Born in Bangladesh, Shagufta Sharmeen Tania initially trained as an architect. Her fiction and non-fiction have been published in both Bangladesh and India. To date she has authored nine books and translated Susan Fletcher’s Eve Green and Antonio Skarmeta’s Burning Patience, from English to Bengali. Her work has appeared in Wasafiri, Asia Literary Review, City Press and a Speaking Volumes Anthology. She has recently finished working on a Bengali-English translation of her short story collection (for which she received an Arts Council Grant.) Currently, she is working on a fictionalized biography of a celebrated musicologist, a nonfiction based on the changes in cityscapes.
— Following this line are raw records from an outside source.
//! Mirage, the keyboard-driven Qt client.

use matrix_link::{Link, LinkKind};

use crate::client::Client;
use crate::install::InstallLink;
use crate::maturity::Maturity;
use crate::platform::Platform;

/// Mirage descriptor.
pub struct Mirage;

impl Client for Mirage {
    fn id(&self) -> &'static str {
        "mirage"
    }

    fn name(&self) -> &'static str {
        "Mirage"
    }

    fn description(&self) -> &'static str {
        "A fancy, customizable, keyboard-operable Matrix client"
    }

    fn homepage(&self) -> Option<&'static str> {
        Some("https://github.com/mirukana/mirage")
    }

    fn maturity(&self) -> Maturity {
        Maturity::Alpha
    }

    fn platforms(&self) -> &'static [Platform] {
        &[Platform::Windows, Platform::Linux]
    }

    fn supports(&self, link: &Link) -> bool {
        matches!(
            link.kind(),
            LinkKind::RoomAlias | LinkKind::RoomId | LinkKind::UserId
        )
    }

    fn deep_link(&self, _platform: Platform, _link: &Link) -> Option<String> {
        None
    }

    fn install_links(&self, _platform: Platform) -> Vec<InstallLink> {
        vec![InstallLink::website("https://github.com/mirukana/mirage")]
    }

    fn link_instructions(&self, _platform: Platform, _link: &Link) -> Option<String> {
        Some("Open Mirage, press the + button, and paste the identifier.".to_string())
    }

    fn copy_string(&self, _platform: Platform, link: &Link) -> Option<String> {
        Some(link.identifier().to_string())
    }
}
//! Cinny, a web client focused on simplicity.

use matrix_link::{Link, LinkKind};

use crate::client::Client;
use crate::install::InstallLink;
use crate::maturity::Maturity;
use crate::platform::Platform;

const DEFAULT_INSTANCE: &str = "app.cinny.in";

/// Cinny descriptor.
pub struct Cinny;

impl Client for Cinny {
    fn id(&self) -> &'static str {
        "cinny.in"
    }

    fn name(&self) -> &'static str {
        "Cinny"
    }

    fn description(&self) -> &'static str {
        "A web client focusing on simplicity, elegance and security"
    }

    fn homepage(&self) -> Option<&'static str> {
        Some("https://cinny.in")
    }

    fn maturity(&self) -> Maturity {
        Maturity::Beta
    }

    fn platforms(&self) -> &'static [Platform] {
        &[Platform::DesktopWeb, Platform::MobileWeb]
    }

    fn supports(&self, link: &Link) -> bool {
        matches!(link.kind(), LinkKind::RoomAlias | LinkKind::RoomId)
    }

    fn deep_link(&self, platform: Platform, link: &Link) -> Option<String> {
        // No per-room routing; the app opens on its room search.
        if platform.is_web() {
            let instance = self.preferred_web_instance(link).unwrap_or(DEFAULT_INSTANCE);
            Some(format!("https://{instance}/"))
        } else {
            None
        }
    }

    fn install_links(&self, _platform: Platform) -> Vec<InstallLink> {
        vec![InstallLink::website("https://cinny.in")]
    }

    fn link_instructions(&self, _platform: Platform, _link: &Link) -> Option<String> {
        None
    }

    fn copy_string(&self, _platform: Platform, _link: &Link) -> Option<String> {
        None
    }

    fn trusted_web_instances(&self) -> &'static [&'static str] {
        &["app.cinny.in"]
    }
}
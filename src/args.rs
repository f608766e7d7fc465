//! Auxiliary query arguments carried by a link fragment.

use std::collections::BTreeMap;
use std::fmt;
use std::str::FromStr;

use crate::encoding::{percent_decode, percent_encode};
use crate::error::ArgsError;
use crate::server_name::ServerName;

/// Prefix of the per-client web instance override keys.
const WEB_INSTANCE_PREFIX: &str = "web-instance[";

/// Parsed query arguments of a link fragment.
///
/// Recognized keys are `via` (repeatable, order preserved), `client` and
/// `sharer` (single-valued, last occurrence wins), and
/// `web-instance[<clientId>]=<host>` overrides. Anything else accumulates
/// into an extras multimap so unknown arguments survive a re-serialization.
///
/// # Examples
///
/// ```
/// use matrix_link::LinkArgs;
///
/// let args = LinkArgs::parse("via=a.org&via=b.org&client=element.io").unwrap();
/// assert_eq!(args.vias().len(), 2);
/// assert_eq!(args.client(), Some("element.io"));
/// ```
#[derive(Debug, Clone, PartialEq, Eq, Default)]
pub struct LinkArgs {
    vias: Vec<ServerName>,
    client: Option<String>,
    sharer: Option<String>,
    web_instances: BTreeMap<String, String>,
    extras: BTreeMap<String, Vec<String>>,
}

impl LinkArgs {
    /// Creates an empty argument set.
    #[must_use]
    pub fn new() -> Self {
        Self::default()
    }

    /// Parses arguments from a query string (without leading '?').
    ///
    /// Values are percent-decoded before interpretation. `via` values must
    /// be valid server names; duplicates are kept here and deduplicated
    /// later when the candidate server list is assembled.
    ///
    /// # Errors
    ///
    /// Returns `ArgsError` on malformed percent escapes or invalid `via`
    /// server names.
    pub fn parse(input: &str) -> Result<Self, ArgsError> {
        let mut args = Self::new();
        if input.is_empty() {
            return Ok(args);
        }

        for pair in input.split('&') {
            if pair.is_empty() {
                continue;
            }

            let (raw_key, raw_value) = match pair.find('=') {
                Some(eq_idx) => (&pair[..eq_idx], &pair[eq_idx + 1..]),
                None => (pair, ""),
            };
            let key = percent_decode(raw_key)?;
            let value = percent_decode(raw_value)?;

            match key.as_str() {
                "via" => {
                    let server = ServerName::parse(&value).map_err(|source| {
                        ArgsError::InvalidViaServer {
                            value: value.clone(),
                            source,
                        }
                    })?;
                    args.vias.push(server);
                }
                "client" => args.client = Some(value),
                "sharer" => args.sharer = Some(value),
                _ => {
                    if let Some(id) = web_instance_key(&key) {
                        args.web_instances.insert(id.to_string(), value);
                    } else {
                        args.extras.entry(key).or_default().push(value);
                    }
                }
            }
        }

        Ok(args)
    }

    /// Returns the `via` servers in the order they appeared.
    #[must_use]
    pub fn vias(&self) -> &[ServerName] {
        &self.vias
    }

    /// Returns the originating client ID, if one was given.
    #[must_use]
    pub fn client(&self) -> Option<&str> {
        self.client.as_deref()
    }

    /// Returns the sharer identifier, if one was given.
    #[must_use]
    pub fn sharer(&self) -> Option<&str> {
        self.sharer.as_deref()
    }

    /// Returns the requested web instance for a client ID, if any.
    ///
    /// This is the raw, unvalidated request from the link; resolving it
    /// against a client's trusted allow-list happens downstream.
    #[must_use]
    pub fn web_instance(&self, client_id: &str) -> Option<&str> {
        self.web_instances.get(client_id).map(String::as_str)
    }

    /// Returns the full client-to-instance override map.
    #[must_use]
    pub const fn web_instances(&self) -> &BTreeMap<String, String> {
        &self.web_instances
    }

    /// Returns the values of an unrecognized key, in appearance order.
    #[must_use]
    pub fn extra(&self, key: &str) -> Option<&[String]> {
        self.extras.get(key).map(Vec::as_slice)
    }

    /// Returns the full extras multimap.
    #[must_use]
    pub const fn extras(&self) -> &BTreeMap<String, Vec<String>> {
        &self.extras
    }

    /// Returns true if no arguments are present.
    #[must_use]
    pub fn is_empty(&self) -> bool {
        self.vias.is_empty()
            && self.client.is_none()
            && self.sharer.is_none()
            && self.web_instances.is_empty()
            && self.extras.is_empty()
    }

    /// Appends a `via` server.
    pub fn push_via(&mut self, server: ServerName) {
        self.vias.push(server);
    }

    /// Sets the originating client ID.
    pub fn set_client(&mut self, client: impl Into<String>) {
        self.client = Some(client.into());
    }

    /// Sets the sharer identifier.
    pub fn set_sharer(&mut self, sharer: impl Into<String>) {
        self.sharer = Some(sharer.into());
    }

    /// Sets the requested web instance for a client ID.
    pub fn set_web_instance(&mut self, client_id: impl Into<String>, host: impl Into<String>) {
        self.web_instances.insert(client_id.into(), host.into());
    }

    /// Appends a value under an unrecognized key.
    pub fn push_extra(&mut self, key: impl Into<String>, value: impl Into<String>) {
        self.extras.entry(key.into()).or_default().push(value.into());
    }
}

/// Extracts the client ID from a `web-instance[<id>]` key.
fn web_instance_key(key: &str) -> Option<&str> {
    let id = key.strip_prefix(WEB_INSTANCE_PREFIX)?.strip_suffix(']')?;
    if id.is_empty() { None } else { Some(id) }
}

impl fmt::Display for LinkArgs {
    fn fmt(&self, f: &mut fmt::Formatter<'_>) -> fmt::Result {
        let mut pairs: Vec<String> = Vec::new();

        for via in &self.vias {
            pairs.push(format!("via={}", percent_encode(via.as_str())));
        }
        if let Some(client) = &self.client {
            pairs.push(format!("client={}", percent_encode(client)));
        }
        if let Some(sharer) = &self.sharer {
            pairs.push(format!("sharer={}", percent_encode(sharer)));
        }
        for (id, host) in &self.web_instances {
            pairs.push(format!(
                "web-instance[{}]={}",
                percent_encode(id),
                percent_encode(host)
            ));
        }
        for (key, values) in &self.extras {
            for value in values {
                pairs.push(format!("{}={}", percent_encode(key), percent_encode(value)));
            }
        }

        write!(f, "{}", pairs.join("&"))
    }
}

impl FromStr for LinkArgs {
    type Err = ArgsError;

    fn from_str(s: &str) -> Result<Self, Self::Err> {
        Self::parse(s)
    }
}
Shagufta was the youngest recipient of Bangla Academy Syed Waliullah Award (2018) for outstanding contribution in Bangla literature, and her short story ‘Sincerely Yours’ was long listed for the BBC Short Story Award 2021. About three years ago she wrote a series of retold fairy tales based on Dakshinaranjan Mitra Mazumder’s (like the Grimm Brothers, he was a collector of ancient fairytales of Bengal) collected works, which she self-translated during her virtual residency.

 

2021

Shash Trevett is a Tamil from Sri Lanka who came to the UK to escape the civil war. She is a poet and a translator of Tamil poetry into English. Her pamphlet From a Borrowed Land (which includes original translations) will be published in 2021 by Smith|Doorstop. She is currently editing (and translating), with Vidyan Ravinthiran and Seni Seneviratne, an anthology of Tamil, English and Sinhala poetry from Sri Lanka and its diaspora communities which will be published by Bloodaxe. Shash’s Visible Communities residency took place between January and April 2021.

 

Gitanjali Patel is a translator and social researcher. She graduated from Oxford University in Spanish and Portuguese and has been translating from these languages since 2010. She translates in a range of media, from film scripts and radio programmes to fiction, including stories by Luisa Geisler, Miriam Mambrini, Fernanda Torres and, most recently, Evando Nascimento. In 2016 she co-founded Shadow Heroes, an organisation which engages secondary school students in critical thought using the art of translation. Gitanjali’s Visible Communities residency took place between May and August 2021.

 

Sawad Hussain is an Arabic translator and litterateur who is passionate about bringing narratives from the African continent to wider audiences. Her translations have been recognised by English PEN, the Anglo-Omani Society, the Short Story Day Africa Prize, and the Palestine Book Awards, among others. She has lectured at IAIS at the University of Exeter, taught KS3 & KS4 Arabic in Johannesburg and Dubai, and run workshops introducing translation to students and adults under the auspices of Shadow Heroes, Africa Writes and Shubbak Festival. She holds an MA in Modern Arabic Literature from SOAS. Sawad’s Visible Communities residency took place between May and August 2021.